Il ne faudrait pas en conclure que Jean Damascène n’a rien écrit de personnel. Relevons ses sermons célèbres, notamment sur la Transfiguration de Notre Seigneur et sur la Dormition de la Mère de Dieu. Dans ses nombreuses hymnes liturgiques, il a le charisme d’inviter à la joie en dégageant l’essentiel du mystère. Il fut un ardent défenseur des icônes avant que n’éclate la controverse à ce sujet.
Un petit extrait du sermon sur la Transfiguration nous invite à lire plus profond dans le mystère qui nous est révélé :
" Aujourd'hui se manifeste ce que des yeux de chair ne peuvent voir : un corps terrestre rayonnant de la splendeur divine, un corps mortel manifestant la gloire de la divinité. Car la Parole s'est faite chair et la chair Parole, bien que celle-ci ne soit pas sortie de la nature divine... Les choses humaines deviennent celles de Dieu, et les divines celles de l'homme... Le Thabor jubile et se réjouit, montagne divine et sainte... car elle rivalise en grâce avec le ciel. Là, les apôtres choisis voient le Christ dans la gloire de son Royaume. Là, la résurrection des morts est manifeste à leur foi et le Christ se montre Seigneur des morts et des vivants, lui qui fait paraître Moïse d'entre les morts et qui prend pour témoin des vivants Élie le cocher au souffle de feu. Là, les chefs des prophètes prophétisent encore, annonçant l'exode du Seigneur à travers la croix. [...]. Maintenant tout ruisselle de lumière et de clarté.

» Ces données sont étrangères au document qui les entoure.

//! Terminal mode: one run, printed as text or JSON, optionally exported as SVG.

use anyhow::{Context, Result};
use rand::SeedableRng;
use rand::rngs::StdRng;
use std::fmt;
use std::fs;

use crate::Cli;
use crate::render::to_svg;
use crate::simulation::UniformSquare;
use crate::ui::app_state::LastRun;
use crate::utils::format_count;

/// Error types for command-line usage
#[derive(Debug, Clone, PartialEq, Eq)]
pub enum AppError {
    /// A flag that only makes sense together with `--headless`
    HeadlessOnly(&'static str),
}

impl fmt::Display for AppError {
    fn fmt(&self, f: &mut fmt::Formatter<'_>) -> fmt::Result {
        match self {
            AppError::HeadlessOnly(flag) => write!(f, "{} requires --headless", flag),
        }
    }
}

impl std::error::Error for AppError {}

/// Reject output flags when the window is going to open instead.
pub fn check_gui_args(args: &Cli) -> Result<(), AppError> {
    if args.headless {
        return Ok(());
    }
    if args.json {
        return Err(AppError::HeadlessOnly("--json"));
    }
    if args.svg.is_some() {
        return Err(AppError::HeadlessOnly("--svg"));
    }
    if args.points.is_some() {
        return Err(AppError::HeadlessOnly("--points"));
    }
    if args.seed.is_some() {
        return Err(AppError::HeadlessOnly("--seed"));
    }
    Ok(())
}

/// Run one simulation for the command-line arguments and report it on stdout.
pub fn run_headless(args: &Cli) -> Result<()> {
    let n = args.point_count();
    log::info!("Running headless simulation with {} points", format_count(n));

    let run = match args.seed {
        Some(seed) => LastRun::execute(n, UniformSquare::new(StdRng::seed_from_u64(seed))),
        None => LastRun::execute(n, UniformSquare::new(rand::thread_rng())),
    };

    if args.json {
        let json = serde_json::to_string_pretty(&run.estimate)
            .context("Failed to serialize estimate")?;
        println!("{}", json);
    } else {
        println!("{}", text_report(&run));
    }

    if let Some(path) = &args.svg {
        let svg = to_svg(&run.image, args.svg_size);
        fs::write(path, svg)
            .with_context(|| format!("Failed to write SVG to {}", path.display()))?;
        log::info!("Plot written to {}", path.display());
    }

    Ok(())
}

/// Plain-text version of the results panel.
pub fn text_report(run: &LastRun) -> String {
    let rows = run.result_rows();
    let width = rows.iter().map(|(label, _)| label.chars().count()).max().unwrap_or(0);
    rows.iter()
        .map(|(label, value)| format!("{:<width$}  {}", format!("{}:", label), value, width = width + 1))
        .collect::<Vec<_>>()
        .join("\n")
}

#[cfg(test)]
mod tests {
    use super::*;
    use crate::simulation::ScriptedPoints;
    use clap::Parser;

    #[test]
    fn gui_rejects_headless_only_flags() {
        let cli = Cli::parse_from(["pi-estimator", "--json"]);
        assert_eq!(check_gui_args(&cli), Err(AppError::HeadlessOnly("--json")));

        let cli = Cli::parse_from(["pi-estimator", "--svg", "out.svg"]);
        assert_eq!(check_gui_args(&cli), Err(AppError::HeadlessOnly("--svg")));

        let cli = Cli::parse_from(["pi-estimator", "--headless", "--json"]);
        assert_eq!(check_gui_args(&cli), Ok(()));
    }

    #[test]
    fn text_report_lists_every_row() {
        let script = ScriptedPoints::new(vec![[1.0, 0.0], [0.0, 1.0], [1.0, 1.0], [0.1, 0.1]]);
        let run = LastRun::execute(4, script);
        let report = text_report(&run);

        assert_eq!(report.lines().count(), run.result_rows().len());
        assert!(report.contains("3.00000000"));
        assert!(report.contains("3.14159265"));
        assert!(report.contains("0.14159265"));
    }

    #[test]
    fn headless_run_writes_svg() {
        let path = std::env::temp_dir().join(format!("pi_estimator_{}.svg", std::process::id()));
        let cli = Cli::parse_from([
            "pi-estimator",
            "--headless",
            "--points",
            "50",
            "--seed",
            "1",
            "--svg",
            path.to_str().unwrap(),
        ]);

        run_headless(&cli).unwrap();
        let svg = fs::read_to_string(&path).unwrap();
        assert!(svg.contains("N = 50"));
        fs::remove_file(&path).unwrap();
    }

    #[test]
    fn svg_to_missing_directory_reports_context() {
        let cli = Cli::parse_from([
            "pi-estimator",
            "--headless",
            "--points",
            "0",
            "--svg",
            "/nonexistent-dir/for/sure/plot.svg",
        ]);

        let err = run_headless(&cli).unwrap_err();
        assert!(err.to_string().contains("Failed to write SVG"));
    }
}
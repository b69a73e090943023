//! Debugging feature flags.
//!
//! Toggle individual diagnostics here; keep them `false` by default so release
//! builds remain quiet. All call sites are additionally gated by
//! `cfg(debug_assertions)`.

pub struct DebugFlags {
    /// Emit a summary line (N, inside count, estimate, elapsed) for every run.
    pub print_simulation_runs: bool,
    /// Emit UI interaction logs (slider moves, button presses).
    pub print_ui_interactions: bool,
    /// Log which classification pass (sequential or rayon) was chosen.
    pub print_classification_path: bool,
    /// Emit details of UI state serialization/deserialization.
    pub print_state_serde: bool,
    /// Emit shutdown app messages.
    pub print_shutdown: bool,
}

pub const DEBUG_FLAGS: DebugFlags = DebugFlags {
    print_simulation_runs: true,
    print_ui_interactions: false,
    print_classification_path: false,
    print_state_serde: false,
    print_shutdown: false,
};
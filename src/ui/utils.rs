use eframe::egui::{Context, RichText, Ui, Visuals};

use crate::ui::config::UI_CONFIG;

/// Sub-section heading in the configured accent color
pub fn colored_subsection_heading(text: impl Into<String>) -> RichText {
    RichText::new(text.into()).color(UI_CONFIG.colors.subsection_heading)
}

/// Dark theme for the panels with a light plot canvas so the black square
/// outline and the annotation text stay readable.
pub fn setup_custom_visuals(ctx: &Context) {
    let mut visuals = Visuals::dark();

    visuals.window_fill = UI_CONFIG.colors.central_panel;
    visuals.panel_fill = UI_CONFIG.colors.side_panel;
    // egui_plot paints its background with this
    visuals.extreme_bg_color = UI_CONFIG.colors.plot_background;

    visuals.widgets.noninteractive.fg_stroke.color = UI_CONFIG.colors.label;
    visuals.widgets.inactive.fg_stroke.color = UI_CONFIG.colors.label;
    visuals.widgets.hovered.fg_stroke.color = UI_CONFIG.colors.heading;
    visuals.widgets.active.fg_stroke.color = UI_CONFIG.colors.heading;

    ctx.set_visuals(visuals);
}

/// Uppercase monospace section heading with standard spacing
pub fn section_heading(ui: &mut Ui, text: impl Into<String>) {
    ui.add_space(10.0);
    ui.heading(
        RichText::new(text.into().to_uppercase() + ":")
            .color(UI_CONFIG.colors.heading)
            .monospace(),
    );
    ui.add_space(5.0);
}

/// Separator with standard spacing
pub fn spaced_separator(ui: &mut Ui) {
    ui.add_space(10.0);
    ui.separator();
    ui.add_space(10.0);
}
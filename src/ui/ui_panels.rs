use eframe::egui::{Button, Slider, Ui};

use crate::config::SIMULATION;
use crate::ui::config::UI_TEXT;
use crate::ui::styles::UiStyleExt;
use crate::ui::utils::{colored_subsection_heading, section_heading, spaced_separator};
use crate::utils::format_count;

#[cfg(debug_assertions)]
use crate::config::DEBUG_FLAGS;

/// Trait for UI panels that can be rendered
pub trait Panel {
    type Event;
    fn render(&mut self, ui: &mut Ui) -> Vec<Self::Event>;
}

#[derive(Debug, Clone, Copy, PartialEq, Eq)]
pub enum ControlsEvent {
    /// Slider moved to a new power of ten.
    Exponent(u32),
    /// The run button was pressed.
    Run,
    /// The explanation toggle was flipped.
    ShowExplanation(bool),
}

/// Side-panel controls: log-scale point count slider and the run button.
pub struct ControlsPanel {
    exponent: u32,
    show_explanation: bool,
}

impl ControlsPanel {
    pub fn new(exponent: u32, show_explanation: bool) -> Self {
        Self {
            exponent,
            show_explanation,
        }
    }

    fn render_point_slider(&mut self, ui: &mut Ui) -> Option<u32> {
        ui.label(colored_subsection_heading(UI_TEXT.slider_label));

        let previous = self.exponent;
        ui.add(
            Slider::new(
                &mut self.exponent,
                SIMULATION.min_exponent..=SIMULATION.max_exponent,
            )
            .step_by(1.0)
            .custom_formatter(|value, _| format!("10^{}", value as u32)),
        );

        ui.label_subdued(format!(
            "{} points",
            format_count(SIMULATION.points_for_exponent(self.exponent))
        ));

        (self.exponent != previous).then_some(self.exponent)
    }
}

impl Panel for ControlsPanel {
    type Event = ControlsEvent;

    fn render(&mut self, ui: &mut Ui) -> Vec<Self::Event> {
        let mut events = Vec::new();
        section_heading(ui, UI_TEXT.controls_heading);

        if let Some(exponent) = self.render_point_slider(ui) {
            #[cfg(debug_assertions)]
            if DEBUG_FLAGS.print_ui_interactions {
                log::info!("Point count slider moved to 10^{}", exponent);
            }
            events.push(ControlsEvent::Exponent(exponent));
        }

        ui.add_space(8.0);
        if ui
            .add_sized([ui.available_width(), 28.0], Button::new(UI_TEXT.run_button))
            .clicked()
        {
            events.push(ControlsEvent::Run);
        }

        spaced_separator(ui);

        if ui
            .checkbox(&mut self.show_explanation, UI_TEXT.explanation_toggle)
            .changed()
        {
            events.push(ControlsEvent::ShowExplanation(self.show_explanation));
        }

        events
    }
}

Jadis, Moïse entrait dans la nuée divine [...]. Et, alors, Israël ne pouvait regarder intensément la gloire pourtant passagère du visage de Moïse ; mais, nous, le visage découvert, nous contemplons comme dans un miroir la gloire du Seigneur, " transformés de gloire en gloire comme par l’Esprit du Seigneur ».
Doctrine spirituelle de Jean Damascène
Il écrit pour des moines et pour les chrétiens désireux de vivre les exigences de l’évangile et de s’engager dans la vie parfaite, qui, selon lui, recouvre essentiellement la vie monastique. Le moine peut y offrir à Dieu le fruit de la prière. Le silence est la mère de la prière et la prière est la manifestation de la gloire divine. Elle est ascension vers Dieu et permet d’anticiper la vie éternelle. La pureté du cœur et l’amour sont les conditions de l’union à Dieu. Pour cela il faut combattre les vices, racines d’une vie contraire à celle que Dieu désire pour nous depuis les origines. « La thérapeutique efficace des vices de l’âme, c’est la foi en Dieu, les vraies et infaillibles doctrines de l’orthodoxie, la méditation continuelle des paroles inspirées, la prière pure et ininterrompue et l’action de grâce à Dieu » (De virtutibus, PG 95, 92b). Libérée des passions, l’âme vit dès maintenant dans la vie éternelle. L’esprit vit en Dieu, dans la lumière divine où Dieu lui manifeste sa gloire, que Jean appelle contemplation ou vision de la Trinité ; ce n’est pas encore un retour au paradis, mais un avant-goût du ciel, le règne de Dieu dans l’âme. Jean laisse une très large place à la liberté humaine qui permet la collaboration (synergie) entre Dieu et l’homme. Il insiste sur la nécessité de la Rédemption par le Verbe incarné, la Passion et la Résurrection.
Il nous engage à fréquenter les saints qui sont parvenus à vivre les promesses de leur baptême et à réaliser ainsi leur vocation de ressembler à Dieu. La Vierge Marie est le premier exemple de cette perfection et la médiatrice de toute grâce pour nous. Il la chante avec lyrisme depuis sa préfiguration dans l’Ancienne Alliance jusqu’à sa Dormition et son Assomption dans les cieux.
« Par tout son être elle est la chambre nuptiale de l’Esprit, la cité du Dieu vivant…, toute entière proche de Dieu. Car dominant les chérubins, plus haute que les séraphins, proche de Dieu, c’est à elle que cette parole s’applique » (676d, SC 80, p.72-73).
Celle qui avait hébergé le Verbe divin en son sein devait être logée dans la demeure de son Fils. (…) là est la demeure de tous ceux qui sont dans la joie (Ps.86, 7) (2me homélie sur la dormition).
Sources : Dictionnaire de Spiritualité, Beauchesne, Paris, 1972
Marie-Anne Vannier, dans Esprit et Vie n° 20, octobre 2000[/SIZE]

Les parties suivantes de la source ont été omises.